Quando l’esperienza del vino si fa accoglienza, ristorazione, paesaggio e cultura, ecco Vigna delle Rose: il nuovo progetto di ospitalità firmato Casa Setaro, nel cuore del Parco Nazionale del Vesuvio. Con un sapiente intervento di recupero, i vecchi ruderi agricoli della tenuta – palmenti, cellai, magazzini – sono stati trasformati in quattro camere e una suite senza tradire l’identità originaria. La suite, ambiente più scenografico, ospita una vasca jacuzzi ricavata da un antico invaso, probabilmente un cellaio, e una terrazza privata affacciata sul golfo. Tutte le camere sono immerse nel verde, alcune con vista mare, altre con vista sul Vesuvio, e sono completate da spazi esterni. A disposizione degli ospiti aree relax e una piscina panoramica con solarium dove è possibile rilassarsi dopo una passeggiate tra i filari, escursioni nel Parco del Vesuvio e visite ai vicini siti archeologici di Pompei ed Ercolano (rispettivamente a 8 e 13 chilometri di distanza). Completano le experience create su misura per gli ospiti le degustazioni guidate firmate Casa Setaro.
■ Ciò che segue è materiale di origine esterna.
//! Geocoder trait definition.

use crate::credentials::CredentialSource;
use crate::error::GeocodeError;
use crate::types::Coordinates;
use async_trait::async_trait;

/// Trait for geocoding provider implementations.
///
/// Geocoders handle communication with one vendor API (Google, Nominatim,
/// etc.) and normalize its response into a single [`Coordinates`] value.
#[async_trait]
pub trait Geocoder: Send + Sync {
    /// Provider name (e.g., "google", "osm"). Unique within a registry.
    fn name(&self) -> &str;

    /// Name of the credential this provider reads, if it needs one.
    fn credential_var(&self) -> Option<&str>;

    /// Whether this provider needs an API key.
    fn requires_credential(&self) -> bool {
        self.credential_var().is_some()
    }

    /// Resolve an address to the first candidate location.
    ///
    /// Credentials are looked up at call time. A missing credential fails
    /// with [`GeocodeError::CredentialMissing`] without touching the network.
    async fn geocode(
        &self,
        address: &str,
        credentials: &dyn CredentialSource,
    ) -> Result<Coordinates, GeocodeError>;
}

// Compile-time check: Geocoder must be object-safe
const _: () = {
    fn _assert_object_safe(_: &dyn Geocoder) {}
};
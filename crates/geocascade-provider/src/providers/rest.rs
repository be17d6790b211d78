//! Generic REST geocoder.
//!
//! Every supported vendor is a single GET request with query parameters and
//! a JSON body, so one implementation driven by a [`ProviderSpec`] covers
//! them all. Adding a vendor is a new spec, not new control flow.

use crate::credentials::CredentialSource;
use crate::error::GeocodeError;
use crate::providers::format::ResponseFormat;
use crate::traits::Geocoder;
use crate::types::Coordinates;
use async_trait::async_trait;
use reqwest::{Client, RequestBuilder};
use tracing::debug;

/// Where a provider's API key comes from and how it is sent.
#[derive(Debug, Clone, Copy, PartialEq, Eq)]
pub struct CredentialParam {
    /// Credential name, e.g. `GOOGLE_API_KEY`.
    pub var: &'static str,
    /// Query parameter carrying the key.
    pub param: &'static str,
}

/// Static description of one geocoding vendor.
#[derive(Debug, Clone, Copy, PartialEq, Eq)]
pub struct ProviderSpec {
    pub name: &'static str,
    pub endpoint: &'static str,
    pub credential: Option<CredentialParam>,
    /// Query parameter carrying the address.
    pub address_param: &'static str,
    /// Fixed query parameters sent on every request.
    pub params: &'static [(&'static str, &'static str)],
    pub headers: &'static [(&'static str, &'static str)],
    pub format: ResponseFormat,
}

/// A geocoder that speaks plain GET + JSON, configured by a [`ProviderSpec`].
pub struct RestGeocoder {
    spec: ProviderSpec,
    endpoint: String,
    client: Client,
}

impl RestGeocoder {
    /// Create a geocoder against the vendor's real endpoint.
    pub fn new(spec: ProviderSpec) -> Self {
        Self::with_endpoint(spec, spec.endpoint)
    }

    /// Create a geocoder against a different base URL (e.g. a mock server).
    pub fn with_endpoint(spec: ProviderSpec, endpoint: impl Into<String>) -> Self {
        Self {
            spec,
            endpoint: endpoint.into(),
            client: Client::new(),
        }
    }

    pub fn spec(&self) -> &ProviderSpec {
        &self.spec
    }

    pub fn endpoint(&self) -> &str {
        &self.endpoint
    }

    /// Build the GET request for an address.
    fn build_request(&self, address: &str, api_key: Option<&str>) -> RequestBuilder {
        let mut query: Vec<(&str, &str)> = Vec::with_capacity(self.spec.params.len() + 2);
        query.push((self.spec.address_param, address));
        if let (Some(credential), Some(key)) = (self.spec.credential, api_key) {
            query.push((credential.param, key));
        }
        query.extend_from_slice(self.spec.params);

        let mut request = self.client.get(&self.endpoint).query(&query);
        for (name, value) in self.spec.headers {
            request = request.header(*name, *value);
        }
        request
    }
}

#[async_trait]
impl Geocoder for RestGeocoder {
    fn name(&self) -> &str {
        self.spec.name
    }

    fn credential_var(&self) -> Option<&str> {
        self.spec.credential.map(|credential| credential.var)
    }

    async fn geocode(
        &self,
        address: &str,
        credentials: &dyn CredentialSource,
    ) -> Result<Coordinates, GeocodeError> {
        let api_key = match self.spec.credential {
            Some(credential) => Some(credentials.get(credential.var).ok_or_else(|| {
                GeocodeError::CredentialMissing {
                    var: credential.var.to_string(),
                }
            })?),
            None => None,
        };

        debug!(provider = self.spec.name, endpoint = %self.endpoint, "sending geocode request");

        let response = self
            .build_request(address, api_key.as_deref())
            .send()
            .await
            .map_err(GeocodeError::Transport)?;

        // The body decides success; vendors report errors in-band.
        let status = response.status();
        let body = response.text().await.map_err(GeocodeError::Transport)?;
        debug!(provider = self.spec.name, %status, bytes = body.len(), "received geocode response");

        self.spec.format.extract(&body)
    }
}
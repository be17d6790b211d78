//! LocationIQ search (Nominatim-compatible response).

use crate::providers::format::ResponseFormat;
use crate::providers::rest::{CredentialParam, ProviderSpec, RestGeocoder};

pub const LOCATIONIQ: ProviderSpec = ProviderSpec {
    name: "locationiq",
    endpoint: "https://us1.locationiq.com/v1/search.php",
    credential: Some(CredentialParam {
        var: "LOCATIONIQ_KEY",
        param: "key",
    }),
    address_param: "q",
    params: &[("format", "json"), ("limit", "1")],
    headers: &[],
    format: ResponseFormat::Nominatim,
};

/// Create a LocationIQ geocoder.
///
/// Set the `LOCATIONIQ_KEY` environment variable.
pub fn new_locationiq_provider() -> RestGeocoder {
    RestGeocoder::new(LOCATIONIQ)
}
//! Credential lookup.
//!
//! Adapters never read the process environment directly; they receive a
//! [`CredentialSource`] so presence or absence of a key can be controlled
//! in tests.

use std::collections::HashMap;

/// A key-value source of API credentials.
pub trait CredentialSource: Send + Sync {
    /// Look up a credential. Empty values count as absent.
    fn get(&self, var: &str) -> Option<String>;

    /// Whether a non-empty credential is available.
    fn is_set(&self, var: &str) -> bool {
        self.get(var).is_some()
    }
}

/// Reads credentials from the process environment.
#[derive(Debug, Default, Clone, Copy)]
pub struct EnvCredentials;

impl CredentialSource for EnvCredentials {
    fn get(&self, var: &str) -> Option<String> {
        std::env::var(var).ok().filter(|value| !value.is_empty())
    }
}

/// Fixed in-memory credentials.
#[derive(Debug, Default, Clone)]
pub struct StaticCredentials {
    values: HashMap<String, String>,
}

impl StaticCredentials {
    pub fn new() -> Self {
        Self::default()
    }

    /// Add a credential, replacing any previous value.
    pub fn with(mut self, var: impl Into<String>, value: impl Into<String>) -> Self {
        self.values.insert(var.into(), value.into());
        self
    }
}

impl CredentialSource for StaticCredentials {
    fn get(&self, var: &str) -> Option<String> {
        self.values.get(var).filter(|value| !value.is_empty()).cloned()
    }
}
Il ristorante, guidato dallo chef Pierpaolo Giorgio, classe 1983, con esperienze tra Costiera Amalfitana e Penisola Sorrentina – anche a fianco di Peppe Guida –, propone una cucina contemporanea che affonda le radici nei prodotti del territorio vesuviano: dal pomodoro del piennolo al baccalà, reinterpretati con eleganza e con un twist contemporaneo. A incorniciare il tutto, un roof panoramico e un dehor affacciato sulle vigne, perfetti per degustare i vini della casa.

Pierpaolo Giorgio

Il nome della tenuta, Vigna delle Rose, è un omaggio non solo al cespuglio di rose presente a capo di ogni filare – sentinelle naturali della salute del vigneto – ma è anche un richiamo alla storia del territorio. La rosa veniva usata a Pompei come ornamento, nelle decorazioni parietali, nell’alimentazione, per la salute ed il benessere, e nella cosmesi. Un recente progetto di ricerca condotto dal Parco Archeologico di Pompei con il Dipartimento di Agraria dell’Università Federico II e l’Associazione “La Rosa antica di Pompei” ha contribuito – grazie anche ad indagini di archeobotanica – ad arricchire la conoscenza scientifica della Rosa antica di Pompei e alla costituzione di una rosa riconducibile al genotipo/fenotipo più diffuso nella città vesuviana e in tutta la Campania in epoca romana.

Alle radici di questo ambizioso progetto c’è Casa Setaro, l’azienda vinicola fondata da Massimo Setaro nel 2004. Oggi i suoi 18 ettari di vigneti, coltivati in regime biologico, si estendono su suoli vulcanici a diversa altitudine e ospitano varietà autoctone a piede franco, alcune anche prefillossera: Aglianico, Piedirosso, Falanghina e Caprettone. Da questo patrimonio inestimabile nasce una gamma di vini di alta qualità e dalla forte identità, risultato di anni di ricerca costante, tra gli altri una nuova interpretazione del Lacryma Christi del Vesuvio Doc e lo spumante Metodo Classico da uve Caprettone in versione Brut e Brut Nature, prima spumantizzazione realizzata sul Vesuvio.